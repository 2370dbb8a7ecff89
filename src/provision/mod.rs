//! sing-box 内核的获取与校验

pub mod elf;
pub mod release;

pub use elf::ElfCheck;
pub use release::Arch;

use std::io;
use std::path::{Path, PathBuf};
use std::sync::Arc;
use std::time::Duration;

use tracing::{info, warn};

use crate::config::{EngineConfig, Layout};
use crate::network::HttpFetcher;
use crate::utils::{BootstrapError, CommandRunner, Result};
use release::{archive_name, download_urls, extract_tag_name};

/// 已就绪的内核可执行文件
#[derive(Debug, Clone, PartialEq, Eq)]
pub struct ProvisionedBinary {
    pub version: String,
    pub arch: Arch,
    pub path: PathBuf,
    /// 通过了 ELF 头检查
    pub validated: bool,
}

pub struct BinaryProvisioner {
    layout: Layout,
    engine: EngineConfig,
    arch: Arch,
    fetcher: Arc<dyn HttpFetcher>,
    runner: Arc<dyn CommandRunner>,
}

/// 递归查找名为 name 的普通文件
fn find_named(dir: &Path, name: &str) -> io::Result<Vec<PathBuf>> {
    let mut found = Vec::new();
    for entry in std::fs::read_dir(dir)? {
        let entry = entry?;
        let file_type = entry.file_type()?;
        let path = entry.path();
        if file_type.is_dir() {
            found.extend(find_named(&path, name)?);
        } else if file_type.is_file() && entry.file_name() == name {
            found.push(path);
        }
    }
    Ok(found)
}

#[cfg(unix)]
async fn make_executable(path: &Path) -> io::Result<()> {
    use std::os::unix::fs::PermissionsExt;
    tokio::fs::set_permissions(path, std::fs::Permissions::from_mode(0o755)).await
}

#[cfg(not(unix))]
async fn make_executable(_path: &Path) -> io::Result<()> {
    Ok(())
}

async fn move_file(from: &Path, to: &Path) -> io::Result<()> {
    if tokio::fs::rename(from, to).await.is_ok() {
        return Ok(());
    }
    // 跨文件系统时退回复制
    tokio::fs::copy(from, to).await?;
    tokio::fs::remove_file(from).await
}

impl BinaryProvisioner {
    pub fn new(
        layout: Layout,
        engine: EngineConfig,
        arch: Arch,
        fetcher: Arc<dyn HttpFetcher>,
        runner: Arc<dyn CommandRunner>,
    ) -> Self {
        Self {
            layout,
            engine,
            arch,
            fetcher,
            runner,
        }
    }

    /// 确保规范路径下存在有效的内核
    ///
    /// 本地已有有效文件时不发起任何网络请求；否则依次尝试主地址和镜像，
    /// 全部失败时返回致命错误，绝不使用未校验的文件继续。
    pub async fn ensure(&self) -> Result<ProvisionedBinary> {
        tokio::fs::create_dir_all(self.layout.root()).await?;
        let path = self.layout.binary();

        if path.exists() {
            match elf::inspect_file(&path, self.arch)? {
                ElfCheck::Valid => {
                    make_executable(&path).await?;
                    let version = tokio::fs::read_to_string(self.layout.version_file())
                        .await
                        .map(|v| v.trim().to_string())
                        .unwrap_or_else(|_| "unknown".to_string());
                    info!("🔎 发现本地 {} ({})，可执行", self.layout.binary_name(), version);
                    return Ok(ProvisionedBinary {
                        version,
                        arch: self.arch,
                        path,
                        validated: true,
                    });
                }
                check => warn!("⚠️ 本地 {} 校验失败 ({:?})，重新下载", path.display(), check),
            }
        }

        let tag = self.resolve_version().await;
        let file = archive_name(self.layout.binary_name(), &tag, self.arch);
        let urls = download_urls(&self.engine.download_base, &self.engine.mirrors, &tag, &file);

        let mut failures = Vec::new();
        for url in &urls {
            info!("⬇️ 尝试下载: {}", url);
            let outcome = self.try_source(url).await;
            self.cleanup().await;
            match outcome {
                Ok(()) => {
                    tokio::fs::write(self.layout.version_file(), format!("{}\n", tag)).await?;
                    info!("✅ 成功下载并准备 {} {}", self.layout.binary_name(), tag);
                    return Ok(ProvisionedBinary {
                        version: tag,
                        arch: self.arch,
                        path,
                        validated: true,
                    });
                }
                Err(reason) => {
                    warn!("⚠️ 下载源失败: {}", reason);
                    failures.push(format!("{} ({})", url, reason));
                }
            }
        }

        Err(BootstrapError::Provisioning(format!(
            "所有下载源均失败: {}",
            failures.join("; ")
        )))
    }

    /// 查询最新版本，任何失败都回退到内置版本
    pub async fn resolve_version(&self) -> String {
        let fallback = self.engine.fallback_version.clone();
        let timeout = Duration::from_secs(self.engine.lookup_timeout_secs);
        match self.fetcher.get_text(&self.engine.release_api, timeout).await {
            Ok(body) => match extract_tag_name(&body) {
                Some(tag) => {
                    info!("🔍 检测到 sing-box 最新版本: {}", tag);
                    tag
                }
                None => {
                    warn!("⚠️ release 元数据中没有 tag_name，使用回退版本 {}", fallback);
                    fallback
                }
            },
            Err(e) => {
                warn!("⚠️ 获取最新版本失败: {}，使用回退版本 {}", e, fallback);
                fallback
            }
        }
    }

    async fn try_source(&self, url: &str) -> std::result::Result<(), String> {
        let archive = self.layout.archive();
        let timeout = Duration::from_secs(self.engine.download_timeout_secs);

        self.fetcher
            .download(url, &archive, timeout)
            .await
            .map_err(|e| format!("下载失败: {}", e))?;

        let size = tokio::fs::metadata(&archive)
            .await
            .map(|m| m.len())
            .map_err(|e| format!("读取下载文件失败: {}", e))?;
        if size < self.engine.min_archive_bytes {
            return Err(format!(
                "文件太小 ({} 字节 < {})",
                size, self.engine.min_archive_bytes
            ));
        }

        let staging = self.layout.staging();
        tokio::fs::create_dir_all(&staging)
            .await
            .map_err(|e| format!("创建解压目录失败: {}", e))?;

        let argv = vec![
            "tar".to_string(),
            "-xzf".to_string(),
            archive.to_string_lossy().into_owned(),
            "-C".to_string(),
            staging.to_string_lossy().into_owned(),
        ];
        let out = self
            .runner
            .run(&argv)
            .await
            .map_err(|e| format!("无法执行 tar: {}", e))?;
        if !out.success() {
            return Err(format!("解压失败，返回码 {}", out.exit_code));
        }

        let candidates = find_named(&staging, self.layout.binary_name())
            .map_err(|e| format!("扫描解压目录失败: {}", e))?;
        let extracted = match candidates.as_slice() {
            [single] => single.clone(),
            [] => return Err(format!("解压后未找到 {}", self.layout.binary_name())),
            many => return Err(format!("解压后找到 {} 个 {}", many.len(), self.layout.binary_name())),
        };

        let dest = self.layout.binary();
        move_file(&extracted, &dest)
            .await
            .map_err(|e| format!("移动可执行文件失败: {}", e))?;

        let check = elf::inspect_file(&dest, self.arch).map_err(|e| e.to_string())?;
        if check != ElfCheck::Valid {
            let _ = tokio::fs::remove_file(&dest).await;
            return Err(format!("可执行文件校验失败: {:?}", check));
        }
        make_executable(&dest).await.map_err(|e| e.to_string())?;
        Ok(())
    }

    async fn cleanup(&self) {
        let _ = tokio::fs::remove_file(self.layout.archive()).await;
        let _ = tokio::fs::remove_dir_all(self.layout.staging()).await;
    }
}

▸ WHAT YOU ARE ASKED TO DO: Among the entries above, how many lines have the string "CommandRunner" in them? Only the number should be given.

▸ RESULT OF THIS EXERCISE: 3